Ardi, une fenêtre sur nos origines
Ardipithecus ramidus est l'un des hominines anciens les mieux documentés, daté d'environ 4,4 millions d'années. Grâce à un squelette partiel remarquable, il offre un aperçu unique sur l'anatomie et le mode de vie des créatures qui ont précédé les australopithèques dans notre lignée.
La découverte d'un squelette exceptionnel
Décrite en 1994 d'après des restes du site d'Aramis, en Éthiopie, l'espèce a livré en 2009 un squelette partiel surnommé Ardi, fruit de nombreuses années de fouilles minutieuses conduites par une équipe autour de Tim White. La fragilité extrême des ossements a rendu leur dégagement particulièrement délicat.
Une anatomie en mosaïque
Ardi mesurait environ 1,20 mètre et pesait à peu près 50 kilogrammes. Son cerveau, d'à peine 300 à 350 cm³, restait petit. Le trait le plus frappant est son pied : il conservait un gros orteil opposable, adapté à la préhension des branches. Ardipithecus combinait ainsi une bipédie encore maladroite au sol et une aisance conservée dans les arbres.
Mode de vie
L'analyse de son environnement dépeint une forêt claire plutôt qu'une savane. Ses canines peu saillantes, y compris chez les mâles, ont conduit certains chercheurs à imaginer une société aux rivalités moins violentes que chez les grands singes actuels, hypothèse séduisante mais fragile.

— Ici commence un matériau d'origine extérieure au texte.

#[async_trait]
impl WorkflowStore for InMemoryWorkflowStore {
    async fn insert(&self, workflow: Workflow) -> Result<Workflow, StoreError> {
        self.table
            .write()
            .unwrap_or_else(|e| e.into_inner())
            .insert(workflow)
    }

    async fn find_by_id(&self, workflow_id: &str) -> Result<Option<Workflow>, StoreError> {
        let table = self.table.read().unwrap_or_else(|e| e.into_inner());
        Ok(table.by_id.get(workflow_id).cloned())
    }

    async fn find_by_content_id(&self, content_id: &str) -> Result<Option<Workflow>, StoreError> {
        let table = self.table.read().unwrap_or_else(|e| e.into_inner());
        Ok(table.find_by_content_id(content_id))
    }

    async fn find_many(&self, query: &WorkflowQuery) -> Result<Vec<Workflow>, StoreError> {
        let table = self.table.read().unwrap_or_else(|e| e.into_inner());
        Ok(query.apply(table.by_id.values()))
    }

    async fn update(&self, workflow: Workflow, expected_version: u64) -> Result<Workflow, StoreError> {
        self.table
            .write()
            .unwrap_or_else(|e| e.into_inner())
            .update(workflow, expected_version)
    }

    async fn delete(&self, workflow_id: &str) -> Result<(), StoreError> {
        self.table
            .write()
            .unwrap_or_else(|e| e.into_inner())
            .delete(workflow_id)
    }
}

/// Workflow store persisted as a single JSON snapshot file.
///
/// Each write goes to a temporary sibling file that is then renamed over the
/// snapshot, so a crash mid-write leaves the previous snapshot intact.
#[derive(Debug)]
pub struct JsonFileWorkflowStore {
    path: PathBuf,
    table: Mutex<WorkflowTable>,
}
use chrono::{DateTime, Utc};
use serde::{Deserialize, Serialize};

pub const DEFAULT_EFFICIENCY_WINDOW_DAYS: i64 = 30;

#[derive(Debug, Clone, PartialEq, Eq, Serialize, Deserialize)]
pub struct ReportOptions {
    /// Only workflows for this content type.
    pub content_type: Option<String>,
    /// Only workflows assigned to this user.
    pub assignee: Option<String>,
    pub efficiency_window_days: i64,
}

impl Default for ReportOptions {
    fn default() -> Self {
        Self {
            content_type: None,
            assignee: None,
            efficiency_window_days: DEFAULT_EFFICIENCY_WINDOW_DAYS,
        }
    }
}

#[derive(Debug, Clone, PartialEq, Eq, Serialize, Deserialize)]
pub struct StageCount {
    pub stage: String,
    pub count: usize,
}

#[derive(Debug, Clone, PartialEq, Eq, Serialize, Deserialize)]
pub struct OverdueItem {
    pub workflow_id: String,
    pub content_id: String,
    pub content_title: String,
    pub stage: String,
    pub deadline: DateTime<Utc>,
    pub days_overdue: i64,
    pub assignees: Vec<String>,
}

#[derive(Debug, Clone, PartialEq, Eq, Serialize, Deserialize)]
pub struct ApproachingItem {
    pub workflow_id: String,
    pub content_id: String,
    pub content_title: String,
    pub stage: String,
    pub deadline: DateTime<Utc>,
    pub days_remaining: i64,
    pub assignees: Vec<String>,
}

/// Time spent in one stage, in hours.
#[derive(Debug, Clone, PartialEq, Serialize, Deserialize)]
pub struct StageTimeStats {
    pub stage: String,
    pub samples: Vec<f64>,
    pub average_hours: f64,
    pub median_hours: f64,
}

#[derive(Debug, Clone, PartialEq, Serialize, Deserialize)]
pub struct EfficiencyMetrics {
    pub window_days: i64,
    pub published_count: u64,
    pub total_content: u64,
    pub publish_rate_percent: f64,
}

#[derive(Debug, Clone, PartialEq, Serialize, Deserialize)]
pub struct WorkflowReport {
    pub generated_at: DateTime<Utc>,
    pub total_workflows: usize,
    pub stage_counts: Vec<StageCount>,
    pub overdue_content: Vec<OverdueItem>,
    pub approaching_deadlines: Vec<ApproachingItem>,
    pub stage_time_stats: Vec<StageTimeStats>,
    pub bottleneck_stage: Option<String>,
    pub efficiency: EfficiencyMetrics,
}

impl WorkflowReport {
    pub fn count_for(&self, stage: &str) -> Option<usize> {
        self.stage_counts
            .iter()
            .find(|c| c.stage == stage)
            .map(|c| c.count)
    }

    pub fn time_stats_for(&self, stage: &str) -> Option<&StageTimeStats> {
        self.stage_time_stats.iter().find(|s| s.stage == stage)
    }
}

Place dans la lignée et débats
On voit souvent en Ardipithecus ramidus un jalon entre les hominines les plus anciens et le genre Australopithecus. Certains spécialistes contestent toutefois son statut d'ancêtre direct, voire son caractère pleinement bipède, rappelant que l'interprétation de cette anatomie mosaïque reste ouverte.